I don't know a predefined function either, but it's pretty easy to write yourself:
-- Every set contains a unique empty subset.
subsets 0 _ = [[]]
-- Empty sets don't have any (non-empty) subsets.
subsets _ [] = []
-- Otherwise we're dealing with non-empty subsets of a non-empty set.
-- If the first element of the set is x, we can get subsets of size n by either:
-- - getting subsets of size n-1 of the remaining set xs and adding x to each of them
-- (those are all subsets containing x), or
-- - getting subsets of size n of the remaining set xs
-- (those are all subsets not containing x)

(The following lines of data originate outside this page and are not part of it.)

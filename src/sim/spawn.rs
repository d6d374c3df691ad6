//! Wave generation, asteroid splitting and bullet creation

use std::f32::consts::TAU;

use glam::Vec2;
use rand::Rng;

use super::state::{Asteroid, Bullet, GameEvent, GameState};
use crate::heading_to_direction;
use crate::present::{PresentationSink, Texture};

/// Pick an integer uniformly from `[-bound, -clearance] ∪ [clearance, bound]`
fn spawn_coordinate(rng: &mut impl Rng, bound: i32, clearance: i32) -> i32 {
    let span = bound - clearance + 1;
    let offset = rng.random_range(0..span * 2);
    if offset < span {
        -bound + offset
    } else {
        clearance + (offset - span)
    }
}

/// Velocity direction for a split fragment: the old heading turned a
/// quarter clockwise (cross product with the into-screen axis).
#[inline]
fn split_direction(vel: Vec2) -> Vec2 {
    let dir = vel.normalize_or_zero();
    Vec2::new(dir.y, -dir.x)
}

impl GameState {
    /// Replace every asteroid with a fresh wave away from the origin
    pub fn spawn_asteroids(&mut self, sink: &mut impl PresentationSink) {
        self.ship.alive = true;
        for asteroid in self.asteroids.drain(..) {
            sink.destroy(asteroid.visual);
        }

        let bound_x = self.settings.screen_x.floor() as i32;
        let bound_y = self.settings.screen_y.floor() as i32;
        let clearance = self.settings.asteroid_spawn_clearance;

        for _ in 0..self.settings.asteroid_count {
            let variant = self.rng.random_range(1..=self.settings.asteroid_texture_variants);
            let pos = Vec2::new(
                spawn_coordinate(&mut self.rng, bound_x, clearance) as f32,
                spawn_coordinate(&mut self.rng, bound_y, clearance) as f32,
            );
            let heading = self.rng.random::<f32>() * TAU;
            let vel = Vec2::new(heading.sin(), heading.cos()) * self.settings.asteroid_init_vel;

            let scale = self.settings.asteroid_init_scale;
            self.create_asteroid(Texture::Asteroid(variant), pos, vel, scale, sink);
        }

        let count = self.asteroids.len();
        log::info!("Spawned wave of {} asteroids", count);
        self.events.push(GameEvent::WaveSpawned { count });
    }

    /// Add a single asteroid and its visual; returns its id
    pub fn create_asteroid(
        &mut self,
        texture: Texture,
        pos: Vec2,
        vel: Vec2,
        scale: f32,
        sink: &mut impl PresentationSink,
    ) -> u32 {
        assert!(scale > 0.0, "asteroid scale must be positive, got {}", scale);
        let id = self.next_entity_id();
        let visual = sink.create_entity(Some(texture), pos, self.settings.sprite_depth, scale);
        self.asteroids.push(Asteroid {
            id,
            pos,
            vel,
            scale,
            rotation: 0.0,
            texture,
            visual,
        });
        id
    }

    /// Destroy every asteroid without spawning replacements
    pub fn clear_asteroids(&mut self, sink: &mut impl PresentationSink) {
        for asteroid in self.asteroids.drain(..) {
            sink.destroy(asteroid.visual);
        }
    }

    /// Handle a bullet hit on the asteroid at `index`.
    ///
    /// Small asteroids are removed. Larger ones shrink and split into two
    /// fragments flying apart perpendicular to the old heading. The new
    /// fragment is appended, so indices below `index` are untouched.
    pub fn asteroid_hit(&mut self, index: usize, sink: &mut impl PresentationSink) {
        assert!(
            index < self.asteroids.len(),
            "asteroid index {} out of range ({} asteroids)",
            index,
            self.asteroids.len()
        );

        if self.asteroids[index].scale <= self.settings.asteroid_min_scale {
            let asteroid = self.asteroids.remove(index);
            sink.destroy(asteroid.visual);
            log::debug!("Asteroid {} destroyed", asteroid.id);
            self.events.push(GameEvent::AsteroidDestroyed { id: asteroid.id });
            return;
        }

        let size_scale = self.settings.asteroid_size_scale;
        let vel_scale = self.settings.asteroid_vel_scale;
        let (id, pos, vel, scale, texture) = {
            let asteroid = &mut self.asteroids[index];
            asteroid.scale *= size_scale;
            sink.set_scale(asteroid.visual, asteroid.scale);

            let speed = asteroid.vel.length() * vel_scale;
            asteroid.vel = split_direction(asteroid.vel) * speed;
            (
                asteroid.id,
                asteroid.pos,
                asteroid.vel,
                asteroid.scale,
                asteroid.texture,
            )
        };

        // Fragment starts blank, then takes the parent's position and art
        let fragment_id = self.next_entity_id();
        let visual = sink.create_entity(None, pos, self.settings.sprite_depth, scale);
        sink.set_position(visual, pos);
        sink.set_texture(visual, texture);
        self.asteroids.push(Asteroid {
            id: fragment_id,
            pos,
            vel: -vel,
            scale,
            rotation: 0.0,
            texture,
            visual,
        });

        log::debug!("Asteroid {} split (fragment {}, scale {:.2})", id, fragment_id, scale);
        self.events.push(GameEvent::AsteroidSplit {
            id,
            fragment_id,
            scale,
        });
    }

    /// Fire a bullet from the ship's nose along its heading
    pub fn fire(&mut self, now: f64, sink: &mut impl PresentationSink) {
        let id = self.next_entity_id();
        let pos = self.ship.pos;
        let vel = self.ship.vel + heading_to_direction(self.ship.rotation) * self.settings.bullet_speed;
        let scale = self.settings.bullet_scale;
        let visual = sink.create_entity(Some(Texture::Bullet), pos, self.settings.sprite_depth, scale);

        self.bullets.push(Bullet {
            id,
            pos,
            vel,
            scale,
            rotation: 0.0,
            expires_at: now + self.settings.bullet_life,
            visual,
        });
        log::debug!("Bullet {} fired at t={:.2}", id, now);
        self.events.push(GameEvent::BulletFired { id });
    }
}

#[cfg(test)]
mod tests {
    use super::*;
    use crate::present::SceneMirror;
    use rand::SeedableRng;
    use rand_pcg::Pcg32;

    fn game_with_one(scene: &mut SceneMirror, scale: f32, vel: Vec2) -> GameState {
        let mut state = GameState::new(42, scene);
        state.clear_asteroids(scene);
        state.create_asteroid(Texture::Asteroid(2), Vec2::new(3.0, 4.0), vel, scale, scene);
        state
    }

    #[test]
    fn test_spawn_coordinate_ranges() {
        let mut rng = Pcg32::seed_from_u64(1);
        let mut seen_low = false;
        let mut seen_high = false;
        for _ in 0..2000 {
            let c = spawn_coordinate(&mut rng, 20, 6);
            assert!((-20..=-6).contains(&c) || (6..=20).contains(&c), "got {}", c);
            seen_low |= c == -20;
            seen_high |= c == 20;
        }
        assert!(seen_low && seen_high);
    }

    #[test]
    fn test_wave_placement() {
        let mut scene = SceneMirror::new();
        let state = GameState::new(3, &mut scene);
        assert_eq!(state.asteroids.len(), 10);
        for a in &state.asteroids {
            assert_eq!(a.scale, 3.0);
            assert!(a.pos.x.abs() >= 6.0 && a.pos.x.abs() <= 20.0);
            assert!(a.pos.y.abs() >= 6.0 && a.pos.y.abs() <= 15.0);
            assert_eq!(a.pos.x.fract(), 0.0);
            assert!((a.vel.length() - 1.0).abs() < 1e-5);
            assert!(matches!(a.texture, Texture::Asteroid(1..=3)));
        }
    }

    #[test]
    fn test_respawn_wave_releases_old_visuals() {
        let mut scene = SceneMirror::new();
        let mut state = GameState::new(3, &mut scene);
        let before = scene.len();
        state.spawn_asteroids(&mut scene);
        assert_eq!(scene.len(), before);
        assert_eq!(scene.destroyed, 10);
    }

    #[test]
    fn test_split_conservation() {
        let mut scene = SceneMirror::new();
        let mut state = game_with_one(&mut scene, 3.0, Vec2::new(1.0, 0.0));
        state.asteroid_hit(0, &mut scene);

        assert_eq!(state.asteroids.len(), 2);
        let (a, b) = (&state.asteroids[0], &state.asteroids[1]);
        assert!((a.scale - 1.8).abs() < 1e-5);
        assert_eq!(a.scale, b.scale);
        assert!((a.vel.length() - 2.2).abs() < 1e-5);
        assert!((b.vel.length() - 2.2).abs() < 1e-5);
        assert_eq!(a.vel + b.vel, Vec2::ZERO);
        // perpendicular to the old heading (rightward -> downward)
        assert!(a.vel.x.abs() < 1e-6 && a.vel.y < 0.0);
        assert_eq!(b.pos, a.pos);
        assert_eq!(b.texture, Texture::Asteroid(2));

        let fragment = scene.get(b.visual).unwrap();
        assert_eq!(fragment.texture, Some(Texture::Asteroid(2)));
        assert_eq!(fragment.pos, a.pos);
        assert!((scene.get(a.visual).unwrap().scale - 1.8).abs() < 1e-5);
    }

    #[test]
    fn test_split_stationary_asteroid() {
        let mut scene = SceneMirror::new();
        let mut state = game_with_one(&mut scene, 3.0, Vec2::ZERO);
        state.asteroid_hit(0, &mut scene);
        assert_eq!(state.asteroids.len(), 2);
        assert_eq!(state.asteroids[0].vel, Vec2::ZERO);
        assert_eq!(state.asteroids[1].vel, Vec2::ZERO);
    }

    #[test]
    fn test_min_scale_removed_without_fragment() {
        let mut scene = SceneMirror::new();
        let mut state = game_with_one(&mut scene, 1.08, Vec2::new(0.0, 2.0));
        state.create_asteroid(Texture::Asteroid(1), Vec2::ZERO, Vec2::ZERO, 3.0, &mut scene);
        let visuals = scene.len();

        state.asteroid_hit(0, &mut scene);
        assert_eq!(state.asteroids.len(), 1);
        assert_eq!(state.asteroids[0].scale, 3.0);
        assert_eq!(scene.len(), visuals - 1);
        assert!(matches!(
            state.events.last(),
            Some(GameEvent::AsteroidDestroyed { .. })
        ));
    }

    #[test]
    fn test_recursive_split_terminates() {
        // 3.0 -> 1.8 -> 1.08 -> removed
        let mut scene = SceneMirror::new();
        let mut state = game_with_one(&mut scene, 3.0, Vec2::new(0.5, 0.5));
        let mut hits = 0;
        while !state.asteroids.is_empty() {
            let last = state.asteroids.len() - 1;
            state.asteroid_hit(last, &mut scene);
            hits += 1;
            assert!(hits < 100);
        }
        // 3 splits, 4 removals
        assert_eq!(hits, 7);
    }

    #[test]
    #[should_panic]
    fn test_hit_out_of_range_panics() {
        let mut scene = SceneMirror::new();
        let mut state = game_with_one(&mut scene, 3.0, Vec2::ZERO);
        state.asteroid_hit(5, &mut scene);
    }

    #[test]
    fn test_fire_inherits_ship_velocity() {
        let mut scene = SceneMirror::new();
        let mut state = GameState::new(1, &mut scene);
        state.ship.vel = Vec2::new(1.0, 0.0);
        state.ship.rotation = 0.0;
        state.fire(3.0, &mut scene);

        let bullet = &state.bullets[0];
        assert!((bullet.vel - Vec2::new(1.0, 10.0)).length() < 1e-5);
        assert_eq!(bullet.expires_at, 5.0);
        assert_eq!(bullet.scale, 0.2);
        assert_eq!(
            scene.get(bullet.visual).unwrap().texture,
            Some(Texture::Bullet)
        );
    }
}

subsets n (x : xs) = map (x :) (subsets (n - 1) xs) ++ subsets n xs
Using Data.List:
import Data.List
combinations k ns = filter ((k==).length) $ subsequences ns
Reference: 99 Haskell Problems
There are quite a few interesting solutions in the reference, I just picked a concise one.
It is not clear to me how concerned you would be about performance.
If it can be of any use, back in 2014, somebody posted some sort of performance contest of various Haskell combinations generating algorithms.
For combinations of 13 items out of 26, execution times varied from 3 to 167 seconds ! The fastest entry was provided by Bergi. Here is the non-obvious (for me at least) source code:
subsequencesOfSize :: Int -> [a] -> [[a]]
subsequencesOfSize n xs = let l = length xs
in if (n > l) then []
else subsequencesBySize xs !! (l-n)
where
subsequencesBySize [] = [[[]]]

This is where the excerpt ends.